* Try it
Among the entries below, find the lines that hold the word "which" and report them.

Stored dataset items:
§ §
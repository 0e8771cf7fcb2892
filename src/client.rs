//! The authentication boundary: state owner and consumer handle
//!
//! [`AuthClient`] owns the canonical [`AuthState`] for one boundary and is
//! its sole writer. Every mutation flows through [`AuthClient::dispatch`],
//! which applies the event reducer and publishes the new snapshot to all
//! subscribers; consumers hold cheap clones of the client and read-only
//! snapshots of the state.

use std::sync::atomic::{AtomicBool, Ordering};
use std::sync::Arc;

use tokio::sync::watch;
use tracing::{debug, info};

use crate::config::AuthConfig;
use crate::error::AuthError;
use crate::provider::{IdentityProvider, RedirectProvider, ScreenHint};
use crate::session;
use crate::state::{AuthEvent, AuthState};
use crate::types::{AuthResult, UserProfile};

/// Options for [`AuthClient::handle_authentication`].
#[derive(Debug, Clone, Default)]
pub struct HandleAuthentication {
    /// Route to navigate to on success; falls back to the configured
    /// default when absent.
    pub post_login_route: Option<String>,
}

struct ClientInner {
    config: AuthConfig,
    provider: Arc<dyn IdentityProvider>,
    /// Canonical state lives inside the watch sender: `send_modify` gives
    /// the single mutation entry point and snapshot broadcast in one step.
    state: watch::Sender<AuthState>,
    /// Guards against overlapping callback processing.
    handling: AtomicBool,
}

/// Handle to one authentication boundary.
///
/// Clones share the same state; hand them to whatever parts of the
/// application need authentication reads or operations.
#[derive(Clone)]
pub struct AuthClient {
    inner: Arc<ClientInner>,
}

impl AuthClient {
    /// Create a boundary with the stock [`RedirectProvider`] built from
    /// the configuration. Exactly one provider client exists per boundary.
    pub fn new(config: AuthConfig) -> Self {
        let provider = Arc::new(RedirectProvider::new(&config));
        Self::with_provider(config, provider)
    }

    /// Create a boundary around a caller-supplied provider client.
    pub fn with_provider(config: AuthConfig, provider: Arc<dyn IdentityProvider>) -> Self {
        let (state, _) = watch::channel(AuthState::default());
        Self {
            inner: Arc::new(ClientInner {
                config,
                provider,
                state,
                handling: AtomicBool::new(false),
            }),
        }
    }

    /// Apply a state transition and publish the new snapshot.
    pub fn dispatch(&self, event: AuthEvent) {
        debug!("Dispatching {}", event.name());
        self.inner.state.send_modify(|state| state.apply(event));
    }

    /// Current state snapshot.
    pub fn snapshot(&self) -> AuthState {
        self.inner.state.borrow().clone()
    }

    /// Subscribe to state snapshots. The receiver sees every dispatched
    /// transition from this point on.
    pub fn subscribe(&self) -> watch::Receiver<AuthState> {
        self.inner.state.subscribe()
    }

    /// Boundary configuration.
    pub fn config(&self) -> &AuthConfig {
        &self.inner.config
    }

    /// True while a login redirect or callback round-trip is in flight.
    pub fn is_authenticating(&self) -> bool {
        self.inner.state.borrow().is_authenticating
    }

    /// True iff a session exists and has not expired.
    pub fn is_authenticated(&self) -> bool {
        self.inner.state.borrow().is_authenticated()
    }

    /// True iff the user holds any of the given roles under the configured
    /// claim namespace.
    pub fn is_authorized<I, S>(&self, roles: I) -> bool
    where
        I: IntoIterator<Item = S>,
        S: AsRef<str>,
    {
        self.inner
            .state
            .borrow()
            .is_authorized(&self.inner.config.custom_property_namespace, roles)
    }

    /// Current identity record.
    pub fn user(&self) -> UserProfile {
        self.inner.state.borrow().user.clone()
    }

    /// Convenience accessor for the subject identifier.
    pub fn user_id(&self) -> Option<String> {
        self.inner.state.borrow().user.sub.clone()
    }

    /// Raw result of the most recent authentication exchange.
    pub fn auth_result(&self) -> Option<AuthResult> {
        self.inner.state.borrow().auth_result.clone()
    }

    /// Most recent failure, if any.
    pub fn error(&self) -> Option<AuthError> {
        self.inner.state.borrow().error.clone()
    }

    /// Classification code of the most recent failure.
    pub fn error_type(&self) -> Option<&'static str> {
        self.inner.state.borrow().error_type()
    }

    /// Start a login flow: mark the flow in progress and navigate to the
    /// provider's hosted login page. Rejected while another flow is
    /// pending.
    pub fn login(&self) -> Result<(), AuthError> {
        self.begin_redirect(ScreenHint::Login)
    }

    /// Start a signup flow; otherwise identical to [`AuthClient::login`].
    pub fn signup(&self) -> Result<(), AuthError> {
        self.begin_redirect(ScreenHint::Signup)
    }

    fn begin_redirect(&self, hint: ScreenHint) -> Result<(), AuthError> {
        if self.is_authenticating() {
            return Err(AuthError::FlowInProgress);
        }

        info!(
            "Initiating {} redirect to {}",
            match hint {
                ScreenHint::Login => "login",
                ScreenHint::Signup => "signup",
            },
            self.inner.config.domain
        );

        self.dispatch(AuthEvent::LoginStarted);
        let url = self.inner.provider.authorize_url(hint);
        (self.inner.config.navigate)(&url);
        Ok(())
    }

    /// End the session: reset local state and navigate to the provider's
    /// logout endpoint, returning to the callback domain.
    pub fn logout(&self) {
        info!("Logging out of {}", self.inner.config.domain);
        self.dispatch(AuthEvent::LoggedOut);
        let url = self
            .inner
            .provider
            .logout_url(&self.inner.config.callback_domain);
        (self.inner.config.navigate)(&url);
    }

    /// Process the redirect callback the provider sent the browser back
    /// with.
    ///
    /// The hosting application calls this with its current location once
    /// it lands on the callback route. Resolves to `true` when a session
    /// was established, in which case navigation to the post-login route
    /// has happened; `false` leaves the recorded error in state for
    /// inspection. A second invocation while one is pending is rejected
    /// with [`AuthError::FlowInProgress`].
    pub async fn handle_authentication(
        &self,
        callback_url: &str,
        opts: HandleAuthentication,
    ) -> Result<bool, AuthError> {
        if self
            .inner
            .handling
            .compare_exchange(false, true, Ordering::SeqCst, Ordering::SeqCst)
            .is_err()
        {
            return Err(AuthError::FlowInProgress);
        }

        let outcome = self.process_callback(callback_url, opts).await;
        self.inner.handling.store(false, Ordering::SeqCst);
        Ok(outcome)
    }

    async fn process_callback(&self, callback_url: &str, opts: HandleAuthentication) -> bool {
        self.dispatch(AuthEvent::LoginStarted);

        let dispatch = |event: AuthEvent| self.dispatch(event);
        let provider = self.inner.provider.as_ref();

        if !callback_url.starts_with(&self.inner.config.callback_domain) {
            let err = AuthError::CallbackDomainMismatch {
                expected: self.inner.config.callback_domain.clone(),
                actual: callback_url.to_string(),
            };
            return session::handle_auth_result(Some(err), &dispatch, provider, None).await;
        }

        let ok = match provider.parse_callback(callback_url).await {
            Ok(result) => session::handle_auth_result(None, &dispatch, provider, result).await,
            Err(err) => session::handle_auth_result(Some(err), &dispatch, provider, None).await,
        };

        if ok {
            let route = opts
                .post_login_route
                .unwrap_or_else(|| self.inner.config.post_login_route.clone());
            (self.inner.config.navigate)(&route);
        }

        ok
    }
}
§ §
* Reply to the exercise
//! which applies the event reducer and publishes the new snapshot to all
    /// was established, in which case navigation to the post-login route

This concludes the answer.